Leah Barkoukis | Nov 22, 2013
Western leaders may be silent about the persecution of Christians in the Middle East, but Pope Francis isn’t. Speaking Thursday to a gathering of Eastern rite church leaders that have ties to the Roman Catholic Church, Francis said he would “not rest as long as there are men and women, of any religion, affected in their dignity, deprived of life’s basic necessities, robbed of a future, forced to the status of refugees and asylum-seekers.”
“I’m very worried about living conditions faced by Christians who are suffering from conflicts and tensions in many areas of the Middle East,” Francis said.
The persecution of Christians in the Middle East, particularly in Egypt and Syria, has worsened considerably since the ousting of the Mubarak regime and during Syria’s civil war. More than 40 churches in Egypt have been burned, Christian laity in Cairo were gunned down and Orthodox bishops in Syria have been kidnapped by rebel forces.

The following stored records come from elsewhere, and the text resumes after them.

//! Product page controller for TurboCommerce storefronts.
//!
//! Binds a product section's quantity steppers, option pickers and purchase
//! buttons to the storefront's remote endpoints, and patches price, stock,
//! sku, weight, availability and purchase state from the responses.
//!
//! This crate provides:
//! - `ProductOptionsController` - Event wiring and option-change reconciliation
//! - `StorefrontApi` / `HttpStorefrontApi` - The option-change and cart-add endpoints
//! - `SignalBus` - Page-wide publish/subscribe for option changes
//! - `Platform` / `HeadlessPlatform` / `BrowserPlatform` - Timers, navigation and task spawning
//! - `PdpConfig` / `ProductContext` - Settings and localized strings
//!
//! # Example
//!
//! ```rust,ignore
//! use turbo_pdp::prelude::*;
//!
//! let env = PageEnvironment { dom, api, platform, bus: SignalBus::new() };
//! let controller = ProductOptionsController::bind(&env, section, ControllerOptions::new())?;
//! controller.initialize(ProductContext::from_json(context_json)?, None);
//!
//! // Forwarded by the page's event listeners:
//! let outcome = controller.dispatch(DomEvent::Click { target: button });
//! ```

pub mod api;
pub mod attributes;
#[cfg(target_arch = "wasm32")]
pub mod browser;
pub mod config;
pub mod context;
pub mod controller;
pub mod data;
pub mod error;
pub mod hooks;
pub mod message;
pub mod options;
pub mod platform;
pub mod quantity;
pub mod templates;
pub mod view;

pub use api::{HttpStorefrontApi, StorefrontApi};
pub use attributes::{AttributeBinding, AttributeKind};
#[cfg(target_arch = "wasm32")]
pub use browser::BrowserPlatform;
pub use config::PdpConfig;
pub use context::ProductContext;
pub use controller::{
    DomEvent, EventOutcome, OptionChangeOutcome, PageEnvironment, ProductOptionsController,
    SkipReason,
};
pub use data::{
    CartAddData, ImageData, OptionChangeData, OutOfStockBehavior, PriceData, PriceValue,
    ProductId, Weight,
};
pub use error::{ApiError, PdpError};
pub use hooks::{HookEvent, SignalBus, Subscription, CART_QUANTITY_UPDATE, PRODUCT_OPTION_CHANGE};
pub use options::{Callbacks, CartOutcome, ControllerOptions};
pub use platform::{HeadlessPlatform, Platform};
pub use templates::{PriceStrings, PriceTemplate, PriceTemplates};

/// Prelude for convenient imports.
pub mod prelude {
    pub use crate::{
        Callbacks, CartOutcome, ControllerOptions, DomEvent, HttpStorefrontApi, PageEnvironment,
        PdpConfig, ProductContext, ProductOptionsController, SignalBus, StorefrontApi,
    };
}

“We won’t resign ourselves to a Middle East without Christians who for two thousand years confess the name of Jesus, as full citizens in social, cultural and religious life of the nations to which they belong,” Francis said.
Persecution watchdog group Open Doors USA has launched a global petition urging the UN and other world leaders to “act to safeguard all Syrians, including vulnerable Christian communities,” CNS News reports. The group plans to deliver the petition to the UN Security Council on December 10, which is Human Rights day at the international body.